In Heuchelheim, western Germany, the Schunk Group is an expert in carbon technology and ceramics and makes specialized materials used to produce solar panels. It is also active in metal processing and climate technologies, and Schunk products and processes are found in vacuum cleaners, cars, high-speed trains, wind turbines, rocket engine coatings and Mars rovers.

Spotless, sparsely-manned assembly lines are staffed by workers who have had three and a half years of training with abrasive, brittle and expensive carbon materials.

"A specialist technical qualification is necessary to be able to cope with different and complex manufacturing technologies," Schunk personnel director Steffen Friedrich explained.

At some point that could affect the firm's sales, estimated at 840 million euros (US$1.1 billion) last year, "since every vacant post represents a loss of potential turnover," he said.

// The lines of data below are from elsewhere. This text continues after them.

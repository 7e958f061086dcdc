//! Narrow adapter over the local model-serving endpoint.
//!
//! The engine never talks to the inference server directly — every call goes
//! through the [`InferenceClient`] trait so tests can substitute fakes and so
//! the wire protocol stays in one place. The bundled [`LocalInferenceClient`]
//! speaks the Ollama chat protocol (`POST /api/chat`, NDJSON streaming,
//! `GET /api/tags` for reachability and the installed-model list).
//!
//! Callers pass a [`TaskClass`]; the client resolves the concrete model name
//! and falls back in [`MODEL_FALLBACK_ORDER`] when the preferred model is not
//! installed, logging the substitution.
//!
//! # Timeouts
//!
//! Connect timeout 5 s, total request timeout 120 s. A timeout surfaces as
//! [`EngineError::InferenceTimeout`], a refused or failed connection as
//! [`EngineError::InferenceUnreachable`], and any non-2xx status as
//! [`EngineError::InferenceBackend`] carrying the backend's message.

use async_trait::async_trait;
use futures_util::stream::Stream;
use futures_util::StreamExt;
use serde::{Deserialize, Serialize};
use std::pin::Pin;
use std::time::Duration;
use tokio::sync::RwLock;

use crate::taskweave::error::{EngineError, EngineResult};

/// Default connect timeout.
pub const CONNECT_TIMEOUT: Duration = Duration::from_secs(5);
/// Default total request timeout.
pub const REQUEST_TIMEOUT: Duration = Duration::from_secs(120);

/// Published fallback order when a preferred model is not installed.
pub const MODEL_FALLBACK_ORDER: [&str; 3] = ["llama3.1:8b", "llama3.2:3b", "qwen2.5-coder:7b"];

/// Broad class of work a prompt represents, used for model selection.
#[derive(Debug, Clone, Copy, PartialEq, Eq)]
pub enum TaskClass {
    /// Code-heavy subtasks route to a code-capable model.
    Code,
    /// Single-turn chat routes to a small fast model.
    Conversation,
    /// Everything else.
    General,
}

impl TaskClass {
    /// Preferred model name for this class.
    pub fn preferred_model(&self) -> &'static str {
        match self {
            TaskClass::Code => "qwen2.5-coder:7b",
            TaskClass::Conversation => "llama3.2:3b",
            TaskClass::General => "llama3.1:8b",
        }
    }
}

/// Role of a chat message on the wire.
#[derive(Debug, Clone, Copy, PartialEq, Eq, Serialize, Deserialize)]
#[serde(rename_all = "lowercase")]
pub enum ChatRole {
    System,
    User,
    Assistant,
}

/// A single chat message sent to the model endpoint.
#[derive(Debug, Clone, Serialize, Deserialize)]
pub struct ChatMessage {
    pub role: ChatRole,
    pub content: String,
}

impl ChatMessage {
    pub fn system(content: impl Into<String>) -> Self {
        Self {
            role: ChatRole::System,
            content: content.into(),
        }
    }
    pub fn user(content: impl Into<String>) -> Self {
        Self {
            role: ChatRole::User,
            content: content.into(),
        }
    }
    pub fn assistant(content: impl Into<String>) -> Self {
        Self {
            role: ChatRole::Assistant,
            content: content.into(),
        }
    }
}

/// Sampling parameters forwarded to the backend. Unset fields are omitted
/// from the request so the backend's own defaults apply.
#[derive(Debug, Clone, Default, Serialize)]
pub struct GenerationOptions {
    #[serde(skip_serializing_if = "Option::is_none")]
    pub temperature: Option<f64>,
    #[serde(skip_serializing_if = "Option::is_none")]
    pub top_p: Option<f64>,
    #[serde(skip_serializing_if = "Option::is_none")]
    pub top_k: Option<u32>,
    #[serde(skip_serializing_if = "Option::is_none")]
    pub repeat_penalty: Option<f64>,
    #[serde(skip_serializing_if = "Option::is_none")]
    pub num_predict: Option<i32>,
    #[serde(skip_serializing_if = "Option::is_none")]
    pub num_ctx: Option<u32>,
}

/// Stream of response text deltas.
pub type ChunkStream = Pin<Box<dyn Stream<Item = EngineResult<String>> + Send>>;

/// Trait-driven abstraction over the model endpoint.
///
/// Implementations must be thread-safe so agents dispatched in parallel can
/// share one client. Tests provide fakes; see the orchestrator tests.
#[async_trait]
pub trait InferenceClient: Send + Sync {
    /// Full request/response chat completion. The client resolves the model
    /// name from `class`.
    async fn chat(
        &self,
        class: TaskClass,
        messages: &[ChatMessage],
        options: &GenerationOptions,
    ) -> EngineResult<String>;

    /// Streaming chat completion yielding text deltas.
    async fn chat_stream(
        &self,
        class: TaskClass,
        messages: &[ChatMessage],
        options: &GenerationOptions,
    ) -> EngineResult<ChunkStream>;

    /// Probe backend reachability. `Ok(())` means the endpoint answered.
    async fn health(&self) -> EngineResult<()>;
}

// ── Wire shapes (Ollama chat protocol) ──────────────────────────────────────

#[derive(Serialize)]
struct ChatRequest<'a> {
    model: &'a str,
    messages: &'a [ChatMessage],
    stream: bool,
    options: &'a GenerationOptions,
}

#[derive(Deserialize)]
struct ChatResponse {
    message: Option<ChatMessageWire>,
    #[serde(default)]
    done: bool,
}

#[derive(Deserialize)]
struct ChatMessageWire {
    #[allow(dead_code)]
    role: Option<String>,
    content: Option<String>,
}

#[derive(Deserialize)]
struct TagsResponse {
    #[serde(default)]
    models: Vec<TagEntry>,
}

#[derive(Deserialize)]
struct TagEntry {
    name: String,
}

/// HTTP client for a local Ollama-compatible endpoint.
///
/// # Example
///
/// ```rust,no_run
/// use taskweave::inference::{ChatMessage, GenerationOptions, InferenceClient, LocalInferenceClient, TaskClass};
///
/// # async fn example() -> Result<(), taskweave::error::EngineError> {
/// let client = LocalInferenceClient::new("http://localhost:11434");
/// let reply = client
///     .chat(
///         TaskClass::Conversation,
///         &[ChatMessage::user("Say hi")],
///         &GenerationOptions::default(),
///     )
///     .await?;
/// println!("{}", reply);
/// # Ok(())
/// # }
/// ```
pub struct LocalInferenceClient {
    base_url: String,
    http: reqwest::Client,
    request_timeout: Duration,
    /// Installed models as last reported by the backend. `None` until the
    /// first successful refresh; model resolution then prefers installed
    /// names and falls back in the published order.
    installed: RwLock<Option<Vec<String>>>,
}

impl LocalInferenceClient {
    /// Create a client with the default 5 s / 120 s timeouts.
    pub fn new(base_url: impl Into<String>) -> Self {
        Self::with_timeouts(base_url, CONNECT_TIMEOUT, REQUEST_TIMEOUT)
    }

    /// Create a client with explicit timeouts. Exposed so tests can exercise
    /// the timeout path without waiting two minutes.
    pub fn with_timeouts(
        base_url: impl Into<String>,
        connect_timeout: Duration,
        request_timeout: Duration,
    ) -> Self {
        let http = reqwest::Client::builder()
            .connect_timeout(connect_timeout)
            .timeout(request_timeout)
            .build()
            .expect("reqwest client construction cannot fail with static options");
        Self {
            base_url: base_url.into().trim_end_matches('/').to_string(),
            http,
            request_timeout,
            installed: RwLock::new(None),
        }
    }

    /// The total request timeout this client enforces.
    pub fn request_timeout(&self) -> Duration {
        self.request_timeout
    }

    /// Resolve the concrete model name for a class, honouring the installed
    /// list when known. A fallback is logged once per call.
    pub async fn resolve_model(&self, class: TaskClass) -> String {
        let preferred = class.preferred_model();
        let installed = self.installed.read().await;
        match installed.as_ref() {
            Some(names) if !names.is_empty() => {
                if names.iter().any(|n| n == preferred) {
                    return preferred.to_string();
                }
                for candidate in MODEL_FALLBACK_ORDER.iter() {
                    if names.iter().any(|n| n == candidate) {
                        log::warn!(
                            "model '{}' not installed, falling back to '{}'",
                            preferred,
                            candidate
                        );
                        return candidate.to_string();
                    }
                }
                // Nothing from the published order is installed; let the
                // backend pick its own error for the preferred name.
                preferred.to_string()
            }
            _ => preferred.to_string(),
        }
    }

    /// Refresh the installed-model list from `GET /api/tags`.
    pub async fn refresh_models(&self) -> EngineResult<Vec<String>> {
        let url = format!("{}/api/tags", self.base_url);
        let resp = self.http.get(&url).send().await.map_err(map_transport_error)?;
        let resp = check_status(resp).await?;
        let tags: TagsResponse = resp
            .json()
            .await
            .map_err(|e| EngineError::InferenceBackend {
                status: 200,
                message: format!("invalid tags payload: {}", e),
            })?;
        let names: Vec<String> = tags.models.into_iter().map(|m| m.name).collect();
        *self.installed.write().await = Some(names.clone());
        Ok(names)
    }
}

/// Map reqwest transport errors onto the engine taxonomy.
fn map_transport_error(err: reqwest::Error) -> EngineError {
    if err.is_timeout() {
        EngineError::InferenceTimeout
    } else {
        EngineError::InferenceUnreachable(err.to_string())
    }
}

/// Reject non-2xx responses with the backend's own message preserved.
async fn check_status(resp: reqwest::Response) -> EngineResult<reqwest::Response> {
    let status = resp.status();
    if status.is_success() {
        return Ok(resp);
    }
    let message = resp.text().await.unwrap_or_default();
    Err(EngineError::InferenceBackend {
        status: status.as_u16(),
        message,
    })
}

#[async_trait]
impl InferenceClient for LocalInferenceClient {
    async fn chat(
        &self,
        class: TaskClass,
        messages: &[ChatMessage],
        options: &GenerationOptions,
    ) -> EngineResult<String> {
        let model = self.resolve_model(class).await;
        let url = format!("{}/api/chat", self.base_url);
        let body = ChatRequest {
            model: &model,
            messages,
            stream: false,
            options,
        };
        let resp = self
            .http
            .post(&url)
            .json(&body)
            .send()
            .await
            .map_err(map_transport_error)?;
        let resp = check_status(resp).await?;
        let parsed: ChatResponse = resp
            .json()
            .await
            .map_err(|e| EngineError::InferenceBackend {
                status: 200,
                message: format!("invalid chat payload: {}", e),
            })?;
        Ok(parsed
            .message
            .and_then(|m| m.content)
            .unwrap_or_default())
    }

    async fn chat_stream(
        &self,
        class: TaskClass,
        messages: &[ChatMessage],
        options: &GenerationOptions,
    ) -> EngineResult<ChunkStream> {
        let model = self.resolve_model(class).await;
        let url = format!("{}/api/chat", self.base_url);
        let body = ChatRequest {
            model: &model,
            messages,
            stream: true,
            options,
        };
        let resp = self
            .http
            .post(&url)
            .json(&body)
            .send()
            .await
            .map_err(map_transport_error)?;
        let resp = check_status(resp).await?;

        // NDJSON: one ChatResponse per line, terminated by a done=true line.
        struct DecodeState {
            inner: Pin<Box<dyn Stream<Item = reqwest::Result<Vec<u8>>> + Send>>,
            buf: String,
            finished: bool,
        }

        let state = DecodeState {
            inner: Box::pin(resp.bytes_stream().map(|r| r.map(|b| b.to_vec()))),
            buf: String::new(),
            finished: false,
        };

        let stream = futures_util::stream::unfold(state, |mut st| async move {
            loop {
                if st.finished {
                    return None;
                }
                if let Some(pos) = st.buf.find('\n') {
                    let line: String = st.buf.drain(..=pos).collect();
                    let line = line.trim();
                    if line.is_empty() {
                        continue;
                    }
                    match serde_json::from_str::<ChatResponse>(line) {
                        Ok(chunk) => {
                            let delta = chunk
                                .message
                                .and_then(|m| m.content)
                                .unwrap_or_default();
                            if chunk.done {
                                st.finished = true;
                                if delta.is_empty() {
                                    return None;
                                }
                            }
                            if delta.is_empty() {
                                continue;
                            }
                            return Some((Ok(delta), st));
                        }
                        Err(e) => {
                            st.finished = true;
                            return Some((
                                Err(EngineError::InferenceBackend {
                                    status: 200,
                                    message: format!("invalid stream chunk: {}", e),
                                }),
                                st,
                            ));
                        }
                    }
                }
                match st.inner.next().await {
                    Some(Ok(bytes)) => {
                        st.buf.push_str(&String::from_utf8_lossy(&bytes));
                    }
                    Some(Err(e)) => {
                        st.finished = true;
                        return Some((Err(map_transport_error(e)), st));
                    }
                    None => return None,
                }
            }
        });

        Ok(Box::pin(stream))
    }

    async fn health(&self) -> EngineResult<()> {
        let url = format!("{}/api/tags", self.base_url);
        let resp = self.http.get(&url).send().await.map_err(map_transport_error)?;
        check_status(resp).await?;
        Ok(())
    }
}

A study by business consultants Ernst & Young concluded that if German firms had enough skilled labor they would generate an additional 30 billion euros in sales each year.

Germany has staged an amazing recovery from its worst post-war recession to post 3.6% growth in 2010, the best year since German reunification in October 1990.

Alex Nickel of the textile processing firm Lindenfarb Textilveredlung Julius Probst said: "There is something like a Renaissance" of small manufacturing companies that has generated a need for engineers in particular.

Big technology firms call for less stringent immigration laws so foreigners can be brought in, but some conservative politicians say the focus should be on training for jobless German youth.

The debate, dubbed "laptops vs. lederhosen" by the business newspaper Handelsblatt has become a hot topic ahead of the lifting of residual barriers to Eastern European workers in May.

Anja Kettner of the German Institute for Employment Research (IAB) said: "I think some large firms complain so loudly not because they are seriously affected by a shortage but to bring pressure at the political level to ease labor immigration."

Large companies with global networks find it easier to attract engineers and IT experts from Asia than smaller ones that can offer less attractive packages.

But at the German Chamber of Commerce (DIHK), Stefan Hardege, director of its labor market unit said: "Our surveys show that within the next five to 10 years we are expecting problems."

The national statistics office Destatis warned in a 2009 study that the working age population "will be particularly affected by shrinking and ageing."

A survey of DIHK offices abroad meanwhile found Germany scored below average on a measure of how attractive it was to foreign workers and students compared with countries like Australia, Britain and Canada. With good German, five years of study and depending on experience, gross salaries range from around 1,800-2,500 euros ($2,475-$3,300) per month for workers in the sector. In Britain, comparable figures ranged from the equivalent of 1,245-1,615 euros according to hourly wages compiled by the data group Laing and Buisson.

"It's a question of language, it's a question of culture, of integration," Kettner said. Already for German families, many women that want to rejoin the workforce are held back by a lack of child-care facilities. Around Munich in southern Germany, "it is almost impossible to get qualified people" for nursery schools, explained Beate Donislreiter, who runs four facilities for Diakonie Hasenbergl, a Protestant church foundation. A German law will oblige local governments to provide child care for more than one third of youngsters aged 0-3 by September 13."We're talking about more than 50,000 extra nursery staff," noted Anette Skau Fischer of Wehrmann & Comites Consulting.